St. James Episcopal Church

25150 East River Road on Grosse Ile


This is, I believe, the only church in the Detroit area—and likely the only church in Michigan—that was built because of a bequest from the will of a former slave.  Peter and Hannah Denison were slaves living on a farm near Detroit in present-day Macomb County during the years of British rule.  They were owned by William and Catherine Tucker.  Peter and Hannah Denison had six children who were also slaves.  William Tucker died in 1805, willed his slaves to his wife but specified that the elder Denisons should be freed upon her death.  The title to their children, however, was to pass to his brother so they would remain in bondage.  The following year Catherine Tucker died and the elder Denisons were freed.

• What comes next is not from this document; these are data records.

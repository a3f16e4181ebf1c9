//! Worker supervisor — spawns, retires and stops poll workers.

use std::collections::{BTreeMap, HashSet};

use scrapeflow_core::ScrapeTarget;
use scrapeflow_forward::Submitter;
use tokio::sync::watch;
use tracing::{info, warn};

use crate::error::WorkerError;
use crate::fetch::HttpFetcher;
use crate::worker::{Schedule, WorkerHandle, spawn_worker};

/// Owns the shared collaborators handed to every worker and the single
/// shutdown signal they all observe.
///
/// Holds a [`Submitter`] clone, so the forwarder cannot finish closing
/// while a supervisor is alive.
pub struct Supervisor {
    fetcher: HttpFetcher,
    submitter: Submitter,
    shutdown: watch::Sender<bool>,
}

impl Supervisor {
    /// Create a supervisor sharing `fetcher` and `submitter` with every
    /// worker it spawns.
    pub fn new(fetcher: HttpFetcher, submitter: Submitter) -> Self {
        let (shutdown, _) = watch::channel(false);
        Self {
            fetcher,
            submitter,
            shutdown,
        }
    }

    /// Whether [`Supervisor::shutdown`] has been called.
    pub fn is_shutting_down(&self) -> bool {
        *self.shutdown.borrow()
    }

    /// Spawn one worker per unique target id and return immediately.
    ///
    /// When ids repeat, the last target with that id is used.
    pub fn start(
        &self,
        targets: Vec<ScrapeTarget>,
        schedule: Schedule,
    ) -> Result<Vec<WorkerHandle>, WorkerError> {
        let targets = dedupe(targets);
        let mut handles = Vec::with_capacity(targets.len());
        for target in targets {
            handles.push(self.spawn(target, schedule)?);
        }
        info!(workers = handles.len(), interval = ?schedule.interval, "poll workers started");
        Ok(handles)
    }

    /// Cancel every worker and wait until each has fired its done-signal.
    ///
    /// Waits without a deadline; callers wanting one wrap this in a timeout.
    pub async fn shutdown(&self, handles: Vec<WorkerHandle>) {
        self.shutdown.send_replace(true);
        let workers = handles.len();
        info!(workers, "stopping poll workers");

        for handle in handles {
            handle.wait().await;
        }
        info!(workers, "all poll workers stopped");
    }

    /// Bring a running worker set in line with a fresh discovery snapshot.
    ///
    /// Workers whose id vanished are retired and awaited, new ids get a
    /// worker, and everything else keeps running untouched. A worker whose
    /// loop has already exited is replaced.
    ///
    /// `handles` is updated in place and always holds every worker still
    /// running, so an error leaves nothing unawaited. A zero interval is
    /// rejected before any worker is touched.
    pub async fn reconcile(
        &self,
        handles: &mut Vec<WorkerHandle>,
        discovered: Vec<ScrapeTarget>,
        schedule: Schedule,
    ) -> Result<(), WorkerError> {
        let mut wanted: BTreeMap<String, ScrapeTarget> = dedupe(discovered)
            .into_iter()
            .map(|t| (t.id.clone(), t))
            .collect();
        if let (true, Some(target_id)) = (schedule.interval.is_zero(), wanted.keys().next()) {
            return Err(WorkerError::ZeroInterval {
                target_id: target_id.clone(),
            });
        }

        let mut retired = Vec::new();
        for handle in std::mem::take(handles) {
            if wanted.contains_key(handle.target_id()) && !handle.is_finished() {
                wanted.remove(handle.target_id());
                handles.push(handle);
            } else {
                if handle.is_finished() {
                    warn!(target_id = %handle.target_id(), "poll worker exited unexpectedly");
                }
                handle.retire();
                retired.push(handle);
            }
        }

        let retired_count = retired.len();
        for handle in retired {
            handle.wait().await;
        }

        let added = wanted.len();
        for (_, target) in wanted {
            handles.push(self.spawn(target, schedule)?);
        }

        if added > 0 || retired_count > 0 {
            info!(added, retired = retired_count, workers = handles.len(), "poll workers reconciled");
        }
        Ok(())
    }

    fn spawn(&self, target: ScrapeTarget, schedule: Schedule) -> Result<WorkerHandle, WorkerError> {
        spawn_worker(
            target,
            schedule,
            self.fetcher.clone(),
            self.submitter.clone(),
            self.shutdown.subscribe(),
        )
    }
}

/// Keep the last target per id, in first-seen order.
fn dedupe(targets: Vec<ScrapeTarget>) -> Vec<ScrapeTarget> {
    let mut seen = HashSet::new();
    let mut unique: Vec<ScrapeTarget> = targets
        .into_iter()
        .rev()
        .filter(|t| seen.insert(t.id.clone()))
        .collect();
    unique.reverse();
    unique
}

#[cfg(test)]
mod tests {
    use super::*;

    fn target(id: &str, port: u16) -> ScrapeTarget {
        ScrapeTarget {
            id: id.to_string(),
            category: "node".to_string(),
            address: "127.0.0.1".to_string(),
            port,
        }
    }

    #[test]
    fn dedupe_keeps_last_per_id() {
        let unique = dedupe(vec![target("a", 1), target("b", 2), target("a", 3)]);
        let ids: Vec<_> = unique.iter().map(|t| (t.id.as_str(), t.port)).collect();
        assert_eq!(ids, vec![("b", 2), ("a", 3)]);
    }
}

The freed Denisons went to work for Elijah Brush in Detroit—the New England lawyer who came to Detroit and developed the neighborhood that now carries his name.  Brush encouraged the Denison children to sue for their freedom on the grounds that when Congress passed the Northwest Territory Act, they specified that slavery was not to exist there. Two of the Denison children sued for their freedom. The meaning of the anti-slavery provisions of the Northwest Territory Act was controversial until the Civil War.  The Fugitive Slave Law of 1850 and the Dred Scott decision clearly stated that entering the Northwest Territories did not free slaves who were brought or traveled there on their own.   Residence in the Northwest Territories did not emancipate a slave.

The Michigan Territorial Supreme Court, in 1807, ruled that the older of the two Denison litigants was to be freed since he was born in Michigan after the Northwest Territories Act went into effect.  However, the younger child, Elizabeth Denison, was to remain a slave since she was born when the British ruled.  Augustus Woodward arrived in Detroit in 1805 to serve as the federal judge for the territory.  Shortly after the decision of the territorial Supreme Court, he let it be known no Michigan authority should hold in bondage a former slave who had lived in Canada where there was no slavery.  In other words, Judge Woodward adopted the principal that slaves who spent time in Canada were free persons and could not be returned to slavery if they came back to the United States.  This provoked litigation for much of the pre-Civil War era in Michigan.

Elizabeth Denison went to Canada in about 1807, lived there for five years and then returned to Detroit as a free person, perhaps in 1812. At some point she became known as Lisette rather than Elizabeth She went to work for Solomon Sibley, the prominant Detroit lawyer, politician and jurist.  She saved her money and invested wisely.  In 1825, she bought four lots in Pontiac, thereby becoming the first black to own property in that city and one of the first in the Michigan territory.  She did not live there, rather they were an investment that she sold in 1836.  Part of her property is now within the Oak Hill Cemetery in Pontiac.  This site is listed on the Michigan Registry of Historic Sites and is commemorated with a green State of Michigan Historical Marker.  In 1827, she married Scipio Forth who had a freight or shipping business in Detroit but he died three years later.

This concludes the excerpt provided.